The present invention is directed to various improvements in the process and apparatus for preparing and installing new linings in bores such as oil well casings which have developed cracks or holes from corrosion and are thereby considered threats to the environment, together with other unwanted effects. As another example, a perforated area initially designed to access a hydrocarbon reservoir can be patched to allow exploitation of another hydrocarbon producing zone.
In my co-pending United States patent application Ser. No. 223,557, now U.S. Pat. No. 4,865,127, the text of which is incorporated herein by reference I have described apparatus and method for wrapping a resilient strip material about a mandrel with the wrapped strip being held firmly against the mandrel at the ends thereof as by collar means which prevent unwrapping the wrap, inserting the mandrel into a bore to be lined and creating a lining at a selected place within the bore by unwrapping the strip material from the mandrel to create a lining consisting of spirally placed strip, e.g., metal strip interleaved with layers of a curable liquid resin which is held in place against the bore by resilience of the strip and bonded together by effecting curing of the resin.
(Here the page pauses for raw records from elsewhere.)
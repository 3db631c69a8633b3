//! Raw AAC in ADTS framing.
//!
//! Every frame is walked to count frames and bytes. Bitrate and duration come
//! from those totals, not from header fields.

use crate::cursor::ByteCursor;
use crate::id3::{self, Id3Decoder, SkipId3};
use crate::mp4::AAC_SAMPLE_RATES;
use crate::{Result, ScanOptions};
use sonoscan_common::{AudioLayout, TagMap};
use std::io::{Read, Seek};
use tracing::debug;

/// Profile names indexed by the 2-bit ADTS profile field.
pub static AAC_PROFILES: [&str; 4] = ["Main", "LC", "SSR", "LTP"];

/// Bytes of fixed header needed to read a frame length.
const ADTS_PROBE: usize = 6;

/// Whether `raw` starts with an ADTS sync word (layer bits zero).
pub fn is_adts_sync(raw: &[u8]) -> bool {
    raw.len() >= 2 && raw[0] == 0xFF && raw[1] & 0xF6 == 0xF0
}

/// Summary of an ADTS stream.
#[derive(Debug, Clone, Default)]
pub struct AdtsFile {
    pub file_size: u64,
    /// Offset of the first frame sync, after any ID3v2 tag and junk.
    pub audio_start: u64,
    pub id3_version: Option<String>,
    pub tags: TagMap,
    pub frames: u32,
    /// Sum of every frame length seen, including a final partial frame.
    pub total_frame_bytes: u64,
    pub profile: u8,
    pub sample_rate: u32,
    pub channels: u8,
}

impl AdtsFile {
    pub fn parse<R: Read + Seek>(reader: R, options: &ScanOptions) -> Result<Self> {
        Self::parse_with_id3(reader, options, &mut SkipId3)
    }

    pub fn parse_with_id3<R: Read + Seek>(
        reader: R,
        options: &ScanOptions,
        decoder: &mut dyn Id3Decoder,
    ) -> Result<Self> {
        let mut cursor = ByteCursor::new(reader, options.aac_block_size)?;
        let mut file = AdtsFile {
            file_size: cursor.size(),
            ..Default::default()
        };
        file.id3_version = id3::read_leading_tag(&mut cursor, decoder, &mut file.tags)?;

        loop {
            if cursor.fill_up_to(ADTS_PROBE)? < ADTS_PROBE {
                debug!(offset = cursor.position(), "No ADTS sync found");
                file.audio_start = cursor.position();
                return Ok(file);
            }
            if is_adts_sync(cursor.window()) {
                break;
            }
            cursor.consume(1)?;
        }
        file.audio_start = cursor.position();

        loop {
            if cursor.fill_up_to(ADTS_PROBE)? < ADTS_PROBE {
                break;
            }
            let raw = cursor.window();
            if !is_adts_sync(raw) {
                break;
            }
            if file.frames == 0 {
                file.profile = (raw[2] & 0xC0) >> 6;
                file.sample_rate = AAC_SAMPLE_RATES[usize::from((raw[2] & 0x3C) >> 2)];
                file.channels = ((raw[2] & 0x01) << 2) | ((raw[3] & 0xC0) >> 6);
            }

            let frame_length = (u64::from(raw[3] & 0x03) << 11)
                | (u64::from(raw[4]) << 3)
                | u64::from(raw[5] >> 5);
            file.total_frame_bytes += frame_length;
            if frame_length == 0 || frame_length > cursor.remaining() {
                break;
            }
            cursor.skip(frame_length)?;
            file.frames += 1;
        }

        debug!(
            audio_start = file.audio_start,
            frames = file.frames,
            sample_rate = file.sample_rate,
            "Counted ADTS frames"
        );
        Ok(file)
    }

    pub fn profile_name(&self) -> &'static str {
        AAC_PROFILES[usize::from(self.profile & 0x03)]
    }

    /// Average bitrate in bits per second.
    ///
    /// Computed as kilobytes per frame times frames per second, rounded to
    /// whole kbit/s and scaled back up.
    pub fn bitrate(&self) -> u32 {
        let frames_per_sec = self.sample_rate as f32 / 1024.0;
        let bytes_per_frame = if self.frames == 0 {
            0.0
        } else {
            self.total_frame_bytes as f32 / (self.frames as f32 * 1000.0)
        };
        let kbps = (8.0 * f64::from(bytes_per_frame) * f64::from(frames_per_sec) + 0.5) as u32;
        kbps * 1000
    }

    /// Duration in milliseconds. A stream without a sample rate reports 1 s.
    pub fn duration_ms(&self) -> u64 {
        let frames_per_sec = self.sample_rate as f32 / 1024.0;
        let seconds = if frames_per_sec == 0.0 {
            1.0
        } else {
            self.frames as f32 / frames_per_sec
        };
        (seconds * 1000.0) as u64
    }

    pub fn layout(&self) -> AudioLayout {
        let has_frames = self.frames > 0;
        AudioLayout {
            file_size: self.file_size,
            audio_start_offset: self.audio_start,
            audio_byte_size: self.file_size.saturating_sub(self.audio_start),
            sample_rate: has_frames.then_some(self.sample_rate),
            channel_count: has_frames.then_some(self.channels),
            bits_per_sample: None,
            total_samples: has_frames.then(|| u64::from(self.frames) * 1024),
            duration_ms: has_frames.then(|| self.duration_ms()),
            bitrate: has_frames.then(|| self.bitrate()),
        }
    }

    pub fn info(&self) -> TagMap {
        let mut info = TagMap::new();
        if self.frames > 0 {
            info.insert("profile".into(), self.profile_name().into());
            info.insert("frames".into(), self.frames.into());
        }
        if let Some(version) = &self.id3_version {
            info.insert("id3_version".into(), version.as_str().into());
        }
        info
    }
}

#[cfg(test)]
mod tests {
    use super::*;
    use std::io::Cursor;

    /// An ADTS frame of `len` bytes: LC, 44.1 kHz, stereo.
    fn frame(len: usize) -> Vec<u8> {
        let mut raw = vec![0u8; len];
        raw[0] = 0xFF;
        raw[1] = 0xF1;
        raw[2] = (1 << 6) | (4 << 2);
        raw[3] = (2 << 6) | ((len >> 11) as u8 & 0x03);
        raw[4] = (len >> 3) as u8;
        raw[5] = ((len & 0x07) as u8) << 5;
        raw
    }

    #[test]
    fn test_counts_frames() {
        let mut raw = Vec::new();
        for _ in 0..43 {
            raw.extend(frame(372));
        }
        let file = AdtsFile::parse(Cursor::new(raw), &ScanOptions::default()).unwrap();
        assert_eq!(file.frames, 43);
        assert_eq!(file.sample_rate, 44_100);
        assert_eq!(file.channels, 2);
        assert_eq!(file.profile_name(), "LC");
        // 43 / (44100 / 1024) s
        assert_eq!(file.duration_ms(), 998);
        // 0.372 kB * 8 * 43.066 frames/s = 128.16 -> 128 kbit/s
        assert_eq!(file.bitrate(), 128_000);
    }

    #[test]
    fn test_skips_id3_and_junk() {
        let mut raw = vec![b'I', b'D', b'3', 4, 0, 0, 0, 0, 0, 4, 0, 0, 0, 0];
        raw.extend_from_slice(&[0x00, 0x12]);
        raw.extend(frame(100));
        raw.extend(frame(100));
        let file = AdtsFile::parse(Cursor::new(raw), &ScanOptions::default()).unwrap();
        assert_eq!(file.id3_version.as_deref(), Some("ID3v2.4.0"));
        assert_eq!(file.audio_start, 16);
        assert_eq!(file.frames, 2);
    }

    #[test]
    fn test_partial_last_frame_counts_bytes_only() {
        let mut raw = frame(200);
        raw.extend(&frame(200)[..50]);
        let file = AdtsFile::parse(Cursor::new(raw), &ScanOptions::default()).unwrap();
        assert_eq!(file.frames, 1);
        assert_eq!(file.total_frame_bytes, 400);
    }

    #[test]
    fn test_no_sync() {
        let file = AdtsFile::parse(Cursor::new(vec![0u8; 64]), &ScanOptions::default()).unwrap();
        assert_eq!(file.frames, 0);
        assert_eq!(file.layout().duration_ms, None);
    }
}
A downhole tool for effecting the lining, a machine for wrapping the tool and a process for creating the new lining were disclosed. An extensive testing program has led to a number of improvements in the apparatus and process which have led to an improved leak resistance upon pressure testing of the linings produced. The present application is directed to a description of the said improvements.
In the drawing:
FIG. 1 depicts the mandrel of the invention in the extended, locked position.
FIG. 2 depicts the mandrel of the invention in the unlocked, telescoped position.
FIG. 3 depicts the hydraulic piston for actuating the lower push-rod in the lowermost mandrel segment.
FIG. 4 depicts in elevational view the improved wrapping machine of the invention; and
FIG. 5 depicts in prospective view a more detailed view of the wrapping machine.
In accordance with the present invention, the mandrel upon which the resilient lining strip is wrapped in overlapping spiral fashion is made of lockable inner and outer parts which, once the lock is released, telescope with respect to each other under the force of gravity, with the outer portion of the mandrel upon which the lining material is wrapped rotating with respect to the core portion, causing release of the resilient lining strip from the mandrel against the wall of the bore in which the mandrel is placed. Further improvements include preparing the mandrel from telescopable segments actuable sequentially from bottom to top so as to release the wrapped strip in spiral fashion against the bore wall from bottom to top of the patch area in the bore. The downhole tool itself is fitted not only with upper and lower packers but also with a supplemental packer below the lower packer, the function of which is to anchor the lower end of the tool to the bore wall. Once the spiral wrapped strip has been released against the bore wall, both upper and lower packers are inflated to release the collar means and to drive the upper and lower ends of the strip against the bore wall. This feature assists in controlling circulation of fluids in the bore in the region of the tool. In wrapping the strip in spiral fashion about the mandrel of downhole tool, liquid curable resin is spread directly against the strip surface. The improved mandrel of the invention permits suspension thereof in a bore to be lined on a wire, jointed straight tubing, or coiled tubing. Since rotation of the mandrel in the bore to effect unwrapping of the wrapped liner material therefrom is controlled by means within the mandrel utilizing the force of gravity, turning of the mandrel from the surface is rendered unnecessary.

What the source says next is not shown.